Huí de la pieza. Afuera no estaba el patio, ni las escaleras de mármol, ni la gran casa silenciosa, ni los eucaliptus, ni las estatuas, ni la glorieta, ni las fuentes, ni el portón de la verja de la quinta en el pueblo de Adrogué.

Afuera me esperaban otros sueños.

«La memoria de Shakespeare» de Jorge Luis Borges

Jorge Luis Borges. (Buenos Aires, 24 de agosto de 1899 - Ginebra, Suiza, 14 de junio de 1986). Poeta, ensayista y escritor argentino. Estudia en Ginebra e Inglaterra. Vive en España desde 1919 hasta su regreso a Argentina en 1921. Colabora en revistas literarias, francesas y españolas, donde publica ensayos y manifiestos.

De regreso a Argentina, participa con Macedonio Fernández en la fundación de las revistas Prisma y Prosa y firma el primer manifiesto ultraísta. En 1923 publica su primer libro de poemas, Fervor de Buenos Aires, y en 1935 Historia universal de la infamia, compuesto por una serie de relatos breves (formato que utilizará en publicaciones posteriores).

Durante los años treinta su fama crece en Argentina y publica diversas obras en colaboración con Bioy Casares, de entre las que cabe subrayar Antología de la literatura fantástica. Durante estos años su actividad literaria se amplía con la crítica literaria y la traducción de autores como Virginia Woolf, Henri Michaux o William Faulkner.

Es bibliotecario en Buenos Aires de 1937 a 1945, conferenciante y profesor de literatura inglesa en la Universidad de Buenos Aires, presidente de la Sociedad Argentina de Escritores, miembro de la Academia Argentina de las Letras y director de la Biblioteca Nacional de Argentina desde 1955 hasta 1974. En 1961 comparte con Samuel Beckett el Premio Formentor, otorgado por el Congreso Internacional de Editores. Desde 1964 publica indistintamente en verso y en prosa.

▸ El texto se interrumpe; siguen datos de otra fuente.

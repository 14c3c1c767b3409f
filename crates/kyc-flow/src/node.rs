//! # Nodes and the In-Process Network
//!
//! A `Network` hosts the shared services every node sees: the identity
//! directory, at most one notary, and the attachment store. A `Node` is
//! one party's endpoint: its signing key, its vault, and the service
//! entry points that launch negotiations.
//!
//! Sessions here are in-process channel pairs. The flow logic is
//! transport-agnostic; a wire transport slots in behind `Session` without
//! touching either role's state machine.

use std::collections::HashMap;
use std::sync::{Arc, RwLock, Weak};
use std::time::Duration;

use tracing::{debug, warn};

use kyc_contract::{KycRecord, LedgerState, Party};
use kyc_core::PartyName;
use kyc_crypto::{AttachmentId, AttachmentStore, Ed25519KeyPair, InMemoryAttachmentStore};
use kyc_ledger::{IdentityDirectory, NotaryService, SimpleNotary, Vault};

use crate::acceptor::AcceptorFlow;
use crate::error::{FlowError, FlowOutcome};
use crate::initiator::InitiatorFlow;
use crate::session::session_pair;

/// How long a flow waits at each receive point before giving up.
pub const DEFAULT_FLOW_TIMEOUT: Duration = Duration::from_secs(5);

/// The shared services of one in-process network.
pub struct Network {
    directory: RwLock<IdentityDirectory>,
    notary: Option<Arc<dyn NotaryService>>,
    attachments: Arc<InMemoryAttachmentStore>,
    nodes: RwLock<HashMap<String, Arc<Node>>>,
}

impl Network {
    /// A network with one notary registered under `notary_name`.
    pub fn new(notary_name: impl Into<String>) -> Arc<Self> {
        let notary = SimpleNotary::new(notary_name);
        let mut directory = IdentityDirectory::new();
        directory.register(notary.identity());
        Arc::new(Self {
            directory: RwLock::new(directory),
            notary: Some(Arc::new(notary)),
            attachments: Arc::new(InMemoryAttachmentStore::new()),
            nodes: RwLock::new(HashMap::new()),
        })
    }

    /// A degenerate network with no notary. Every negotiation on it
    /// fails at construction with a no-notary outcome.
    pub fn without_notary() -> Arc<Self> {
        Arc::new(Self {
            directory: RwLock::new(IdentityDirectory::new()),
            notary: None,
            attachments: Arc::new(InMemoryAttachmentStore::new()),
            nodes: RwLock::new(HashMap::new()),
        })
    }

    /// Bring up a node under `name` with a freshly generated signing key
    /// and register its identity with the directory.
    pub fn add_node(self: &Arc<Self>, name: impl Into<String>) -> Arc<Node> {
        let name = name.into();
        let keypair = Arc::new(Ed25519KeyPair::generate());
        let party = Party::new(name.clone(), keypair.public_key());
        let node = Arc::new(Node {
            party: party.clone(),
            keypair,
            vault: Arc::new(Vault::new()),
            network: Arc::downgrade(self),
        });
        self.directory
            .write()
            .unwrap_or_else(|e| e.into_inner())
            .register(party);
        self.nodes
            .write()
            .unwrap_or_else(|e| e.into_inner())
            .insert(name.to_lowercase(), Arc::clone(&node));
        node
    }

    /// The notary, when this network has one.
    pub fn lookup_notary(&self) -> Option<Arc<dyn NotaryService>> {
        self.notary.clone()
    }

    /// The network-wide attachment store.
    pub fn attachments(&self) -> Arc<InMemoryAttachmentStore> {
        Arc::clone(&self.attachments)
    }

    fn resolve(&self, name: &str) -> Option<Party> {
        self.directory
            .read()
            .unwrap_or_else(|e| e.into_inner())
            .resolve(name)
    }

    fn node(&self, name: &str) -> Option<Arc<Node>> {
        self.nodes
            .read()
            .unwrap_or_else(|e| e.into_inner())
            .get(&name.to_lowercase())
            .cloned()
    }
}

/// One party's endpoint on the network.
pub struct Node {
    party: Party,
    keypair: Arc<Ed25519KeyPair>,
    vault: Arc<Vault>,
    network: Weak<Network>,
}

impl Node {
    /// This node's registered identity.
    pub fn party(&self) -> &Party {
        &self.party
    }

    /// This node's vault.
    pub fn vault(&self) -> &Vault {
        &self.vault
    }

    /// All registered party names other than our own.
    pub fn peers(&self) -> Vec<PartyName> {
        match self.network.upgrade() {
            Some(network) => network
                .directory
                .read()
                .unwrap_or_else(|e| e.into_inner())
                .peers(&self.party.name),
            None => Vec::new(),
        }
    }

    /// Negotiate a KYC record onto the ledger with `counterparty_name`
    /// as the attesting party.
    pub async fn create_kyc(&self, record: KycRecord, counterparty_name: &str) -> FlowOutcome {
        self.negotiate(record, counterparty_name, None).await
    }

    /// As [`create_kyc`](Self::create_kyc), with the supporting document
    /// hashed and uploaded first so its content address rides inside the
    /// transaction.
    pub async fn create_kyc_with_attachment(
        &self,
        record: KycRecord,
        counterparty_name: &str,
        document: &[u8],
    ) -> FlowOutcome {
        let Some(network) = self.network.upgrade() else {
            return FlowOutcome::capture(Err(FlowError::Unreachable));
        };
        let attachment = network.attachments.upload(document);
        self.negotiate(record, counterparty_name, Some(attachment))
            .await
    }

    async fn negotiate(
        &self,
        record: KycRecord,
        counterparty_name: &str,
        attachment: Option<AttachmentId>,
    ) -> FlowOutcome {
        let Some(network) = self.network.upgrade() else {
            return FlowOutcome::capture(Err(FlowError::Unreachable));
        };

        // Unknown counterparty is caller-correctable input: reject it
        // here, before any flow instance exists.
        let (counterparty, peer) = match (
            network.resolve(counterparty_name),
            network.node(counterparty_name),
        ) {
            (Some(party), Some(node)) => (party, node),
            _ => {
                return FlowOutcome::capture(Err(FlowError::InputRejected(
                    counterparty_name.to_string(),
                )));
            }
        };

        let state = match LedgerState::issue(record, self.party.clone(), counterparty.clone()) {
            Ok(state) => state,
            Err(e) => return FlowOutcome::capture(Err(e.into())),
        };

        let (initiator_session, acceptor_session) = session_pair();
        let acceptor = AcceptorFlow::new(
            self.party.clone(),
            Arc::clone(&peer.keypair),
            Arc::clone(&peer.vault),
            acceptor_session,
            DEFAULT_FLOW_TIMEOUT,
        );
        let acceptor_task = tokio::spawn(acceptor.run());

        let initiator = InitiatorFlow::new(
            state,
            counterparty,
            network.lookup_notary(),
            attachment,
            Arc::clone(&self.keypair),
            Arc::clone(&self.vault),
            initiator_session,
            DEFAULT_FLOW_TIMEOUT,
        );
        let outcome = initiator.run().await;

        match acceptor_task.await {
            Ok(acceptor_outcome) => debug!(%acceptor_outcome, "acceptor resolved"),
            Err(e) => warn!(error = %e, "acceptor task aborted"),
        }

        outcome
    }
}

impl std::fmt::Debug for Node {
    fn fmt(&self, f: &mut std::fmt::Formatter<'_>) -> std::fmt::Result {
        f.debug_struct("Node").field("party", &self.party).finish()
    }
}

Borges utiliza un singular estilo literario, basado en la interpretación de conceptos como los de tiempo, espacio, destino o realidad. La simbología que utiliza remite a los autores que más le influencian -William Shakespeare, Thomas De Quincey, Rudyard Kipling o Joseph Conrad-, además de la Biblia, la Cábala judía, las primigenias literaturas europeas, la literatura clásica y la filosofía.

Publica libros de poesía como El otro, el mismo, Elogio de la sombra, El oro de los tigres, La rosa profunda, La moneda de hierro y cultiva la prosa en títulos como El informe de Brodie El libro de arena. En estos años Borges también publica libros en los que se mezclan prosa y verso, libros que aúnan el teatro, la poesía y los cuentos; ejemplos de esta fusión son títulos como La cifra Los conjurados. La importancia de su obra se ve reconocida con el Premio Miguel de Cervantes en 1979.